» **Material provided**
☆ ☆ ☆

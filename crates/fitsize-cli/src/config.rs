//! Configuration file support for fitsize.
//!
//! Supports TOML configuration from:
//! - XDG config: `~/.config/fitsize/config.toml` (lowest priority)
//! - Project-local: `.fitsize.toml` (searched up directory tree)
//! - CLI flags (highest priority, applied separately)

use std::collections::BTreeMap;
use std::path::{Path, PathBuf};

use fitsize_core::ApparelType;
use serde::Deserialize;
use tracing::{debug, info};

/// Project-local config file name.
const PROJECT_CONFIG: &str = ".fitsize.toml";

/// Top-level configuration structure.
#[derive(Debug, Default, Clone, Deserialize)]
#[serde(default)]
pub struct AppConfig {
    /// Model settings.
    pub models: ModelsConfig,
    /// Estimation defaults.
    pub estimate: EstimateConfig,
    /// Output formatting settings.
    pub output: OutputConfig,
}

/// Model configuration.
#[derive(Debug, Default, Clone, Deserialize)]
#[serde(default)]
pub struct ModelsConfig {
    /// Custom models directory path.
    pub dir: Option<PathBuf>,
    /// Base URL model files are downloaded from.
    pub base_url: Option<String>,
    /// Explicit segmentation weight file, bypassing the models directory.
    pub segmentation: Option<PathBuf>,
    /// Explicit measurement weight file, bypassing the models directory.
    pub measurement: Option<PathBuf>,
    /// Expected SHA-256 per model name.
    pub sha256: BTreeMap<String, String>,
}

/// Estimation defaults.
#[derive(Debug, Default, Clone, Deserialize)]
#[serde(default)]
pub struct EstimateConfig {
    /// Default apparel type: "tshirt", "pants" or "all".
    pub apparel: Option<String>,
}

/// Output formatting configuration.
#[derive(Debug, Default, Clone, Deserialize)]
#[serde(default)]
pub struct OutputConfig {
    /// Pretty-print JSON output.
    pub pretty: Option<bool>,
}

impl AppConfig {
    /// Load configuration from XDG and project-local files.
    ///
    /// Priority (lowest to highest):
    /// 1. XDG config: `~/.config/fitsize/config.toml`
    /// 2. Project-local: `.fitsize.toml` (searched up from cwd)
    ///
    /// Missing files are silently ignored. Invalid values are logged as warnings.
    pub fn load() -> Self {
        let mut config = Self::default();

        if let Some(xdg_path) = xdg_config_path() {
            if xdg_path.exists() {
                info!("Loading XDG config: {}", xdg_path.display());
                if let Some(xdg_config) = load_file(&xdg_path) {
                    config = xdg_config;
                }
            } else {
                debug!("XDG config not found: {}", xdg_path.display());
            }
        }

        if let Some(project_path) = find_project_config() {
            info!("Loading project config: {}", project_path.display());
            if let Some(project_config) = load_file(&project_path) {
                config.merge(project_config);
            }
        }

        if let Err(e) = config.validate() {
            eprintln!("warning: {e}");
        }

        config
    }

    /// Validate configuration values.
    fn validate(&self) -> Result<(), String> {
        if let Some(ref apparel) = self.estimate.apparel {
            if apparel.parse::<ApparelType>().is_err() {
                return Err(format!(
                    "estimate.apparel must be one of {}, got '{apparel}'",
                    ApparelType::NAMES.join("/")
                ));
            }
        }

        if let Some(ref url) = self.models.base_url {
            if !(url.starts_with("http://") || url.starts_with("https://")) {
                return Err(format!(
                    "models.base_url must start with http:// or https://, got '{url}'"
                ));
            }
        }

        Ok(())
    }

    /// Merge another config into this one.
    /// Values from `other` override values in `self` when present.
    fn merge(&mut self, other: Self) {
        // Models
        self.models.dir = other.models.dir.or_else(|| self.models.dir.take());
        self.models.base_url = other
            .models
            .base_url
            .or_else(|| self.models.base_url.take());
        self.models.segmentation = other
            .models
            .segmentation
            .or_else(|| self.models.segmentation.take());
        self.models.measurement = other
            .models
            .measurement
            .or_else(|| self.models.measurement.take());
        // Checksums merge per key
        self.models.sha256.extend(other.models.sha256);

        // Estimate
        self.estimate.apparel = other
            .estimate
            .apparel
            .or_else(|| self.estimate.apparel.take());

        // Output
        self.output.pretty = other.output.pretty.or(self.output.pretty);
    }
}

/// Get the XDG config file path.
fn xdg_config_path() -> Option<PathBuf> {
    dirs::config_dir().map(|d| d.join("fitsize").join("config.toml"))
}

/// Find project-local config by searching up from current directory.
fn find_project_config() -> Option<PathBuf> {
    let cwd = std::env::current_dir().ok()?;
    find_config_in_parents(&cwd)
}

/// Search for `.fitsize.toml` in the given directory and its parents.
fn find_config_in_parents(start: &Path) -> Option<PathBuf> {
    start
        .ancestors()
        .map(|dir| dir.join(PROJECT_CONFIG))
        .find(|path| path.exists())
}

/// Load and parse a TOML config file.
fn load_file(path: &Path) -> Option<AppConfig> {
    let content = match std::fs::read_to_string(path) {
        Ok(c) => c,
        Err(e) => {
            tracing::warn!("Failed to read config file {}: {}", path.display(), e);
            return None;
        }
    };

    match toml::from_str(&content) {
        Ok(config) => Some(config),
        Err(e) => {
            tracing::warn!("Failed to parse config file {}: {}", path.display(), e);
            None
        }
    }
}
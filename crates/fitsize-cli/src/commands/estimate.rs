//! Estimate command - measurements and sizes from two photos.

use std::path::PathBuf;
use std::sync::Arc;

use anyhow::{Context, Result};
use clap::Args;
use fitsize_adapters::load_photo;
use fitsize_core::inference::{get_device, MeasurementRegressor, SilhouetteSegmenter};
use fitsize_core::{ApparelSizeResult, Error, EstimateRequest, SizePipeline, ViewSide};
use serde::Deserialize;
use tracing::{debug, info};

use super::models::WeightPaths;
use super::ExitCode;
use crate::config::AppConfig;
use crate::output::{Envelope, JsonOutput};

/// Apparel type used when neither CLI nor config sets one.
const DEFAULT_APPAREL: &str = "all";

/// Arguments for the estimate command
#[derive(Args, Clone)]
pub struct EstimateArgs {
    /// Front-view photo (JPEG or PNG)
    pub front: PathBuf,

    /// Side-view photo (JPEG or PNG)
    pub side: PathBuf,

    /// Gender: 0 = male, 1 = female
    #[arg(long)]
    pub gender: Option<i64>,

    /// Height in centimeters (100-250)
    #[arg(long)]
    pub height: Option<f64>,

    /// Weight in kilograms (30-300)
    #[arg(long)]
    pub weight: Option<f64>,

    /// Apparel type: tshirt, pants or all
    #[arg(long)]
    pub apparel: Option<String>,

    /// Request metadata as a JSON object; explicit flags win
    #[arg(long, value_name = "JSON")]
    pub input: Option<String>,

    /// Custom models directory (overrides default and config)
    #[arg(long, value_name = "DIR")]
    pub models_dir: Option<PathBuf>,

    /// Pretty-print JSON output
    #[arg(long)]
    pub pretty: bool,
}

/// Request metadata in its JSON form.
#[derive(Debug, Default, Deserialize)]
#[serde(default)]
pub struct InputData {
    /// 0 = male, 1 = female. Integral floats are accepted.
    pub gender: Option<f64>,
    /// Height in centimeters.
    pub height_cm: Option<f64>,
    /// Weight in kilograms.
    pub weight_kg: Option<f64>,
    /// Apparel type.
    pub apparel_type: Option<String>,
}

impl EstimateArgs {
    /// Builds a validated request from flags, `--input` JSON and config.
    ///
    /// Priority (lowest to highest): config, `--input`, flags.
    pub fn request(&self, config: &AppConfig) -> Result<EstimateRequest> {
        let input = match self.input {
            Some(ref json) => parse_input(json)?,
            None => InputData::default(),
        };

        let gender = match self.gender {
            Some(g) => g,
            None => gender_code(input.gender.ok_or_else(|| required("gender"))?)?,
        };
        let height = self
            .height
            .or(input.height_cm)
            .ok_or_else(|| required("height_cm"))?;
        let weight = self
            .weight
            .or(input.weight_kg)
            .ok_or_else(|| required("weight_kg"))?;
        let apparel = self
            .apparel
            .clone()
            .or(input.apparel_type)
            .or_else(|| config.estimate.apparel.clone())
            .unwrap_or_else(|| DEFAULT_APPAREL.to_string());

        Ok(EstimateRequest::new(gender, height, weight, &apparel)?)
    }
}

fn required(field: &'static str) -> Error {
    Error::validation(field, "is required")
}

fn parse_input(json: &str) -> Result<InputData> {
    serde_json::from_str(json)
        .map_err(|e| Error::validation("input_data", format!("must be a JSON object: {e}")).into())
}

#[allow(clippy::cast_possible_truncation, clippy::float_cmp)]
fn gender_code(value: f64) -> Result<i64> {
    if value.fract() == 0.0 && value.is_finite() {
        Ok(value as i64)
    } else {
        Err(Error::validation("gender", format!("must be 0 (male) or 1 (female), got {value}")).into())
    }
}

/// Run the estimate command, printing a results or error envelope.
pub fn run(args: &EstimateArgs, config: &AppConfig) -> ExitCode {
    let pretty = args.pretty || config.output.pretty.unwrap_or(false);
    let output = JsonOutput::stdout(pretty);

    let (code, written) = match execute(args, config) {
        Ok(sizes) => (ExitCode::Success, output.write(&Envelope::Results(&sizes))),
        Err(e) => (
            ExitCode::for_error(&e),
            output.write(&Envelope::<()>::error(&e)),
        ),
    };

    if let Err(e) = written {
        eprintln!("error: {e:#}");
        return ExitCode::Error;
    }
    code
}

fn execute(args: &EstimateArgs, config: &AppConfig) -> Result<ApparelSizeResult> {
    let request = args.request(config)?;
    let front = load_photo(&args.front, ViewSide::Front)?;
    let side = load_photo(&args.side, ViewSide::Side)?;
    info!(
        "Estimating {} sizes from {} and {}",
        request.apparel,
        args.front.display(),
        args.side.display()
    );

    let pipeline = build_pipeline(&WeightPaths::resolve(config, args.models_dir.clone()))?;
    let estimate = pipeline.run(&front, &side, &request)?;
    debug!("Measurements: {:?}", estimate.measurements.to_map());

    Ok(estimate.sizes)
}

/// Loads both engines once and wires them into a pipeline.
fn build_pipeline(paths: &WeightPaths) -> Result<SizePipeline> {
    paths.ensure_present()?;
    let device = get_device();

    let segmenter = SilhouetteSegmenter::load(&paths.segmentation, &device)
        .context("Failed to load segmentation model")?;
    let regressor = MeasurementRegressor::load(&paths.measurement, &device)
        .context("Failed to load measurement model")?;

    Ok(SizePipeline::new(Arc::new(segmenter), Arc::new(regressor)))
}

☆ ☆ ☆

» **Exercise brief**
Start at the first line of the data above. Stop after the line containing "logged as warnings.", reproducing each line exactly and adding nothing.

» **Task answer**
filename crates/fitsize-cli/src/config.rs
//! Configuration file support for fitsize.
//!
//! Supports TOML configuration from:
//! - XDG config: `~/.config/fitsize/config.toml` (lowest priority)
//! - Project-local: `.fitsize.toml` (searched up directory tree)
//! - CLI flags (highest priority, applied separately)

use std::collections::BTreeMap;
use std::path::{Path, PathBuf};

use fitsize_core::ApparelType;
use serde::Deserialize;
use tracing::{debug, info};

/// Project-local config file name.
const PROJECT_CONFIG: &str = ".fitsize.toml";

/// Top-level configuration structure.
#[derive(Debug, Default, Clone, Deserialize)]
#[serde(default)]
pub struct AppConfig {
    /// Model settings.
    pub models: ModelsConfig,
    /// Estimation defaults.
    pub estimate: EstimateConfig,
    /// Output formatting settings.
    pub output: OutputConfig,
}

/// Model configuration.
#[derive(Debug, Default, Clone, Deserialize)]
#[serde(default)]
pub struct ModelsConfig {
    /// Custom models directory path.
    pub dir: Option<PathBuf>,
    /// Base URL model files are downloaded from.
    pub base_url: Option<String>,
    /// Explicit segmentation weight file, bypassing the models directory.
    pub segmentation: Option<PathBuf>,
    /// Explicit measurement weight file, bypassing the models directory.
    pub measurement: Option<PathBuf>,
    /// Expected SHA-256 per model name.
    pub sha256: BTreeMap<String, String>,
}

/// Estimation defaults.
#[derive(Debug, Default, Clone, Deserialize)]
#[serde(default)]
pub struct EstimateConfig {
    /// Default apparel type: "tshirt", "pants" or "all".
    pub apparel: Option<String>,
}

/// Output formatting configuration.
#[derive(Debug, Default, Clone, Deserialize)]
#[serde(default)]
pub struct OutputConfig {
    /// Pretty-print JSON output.
    pub pretty: Option<bool>,
}

impl AppConfig {
    /// Load configuration from XDG and project-local files.
    ///
    /// Priority (lowest to highest):
    /// 1. XDG config: `~/.config/fitsize/config.toml`
    /// 2. Project-local: `.fitsize.toml` (searched up from cwd)
    ///
    /// Missing files are silently ignored. Invalid values are logged as warnings.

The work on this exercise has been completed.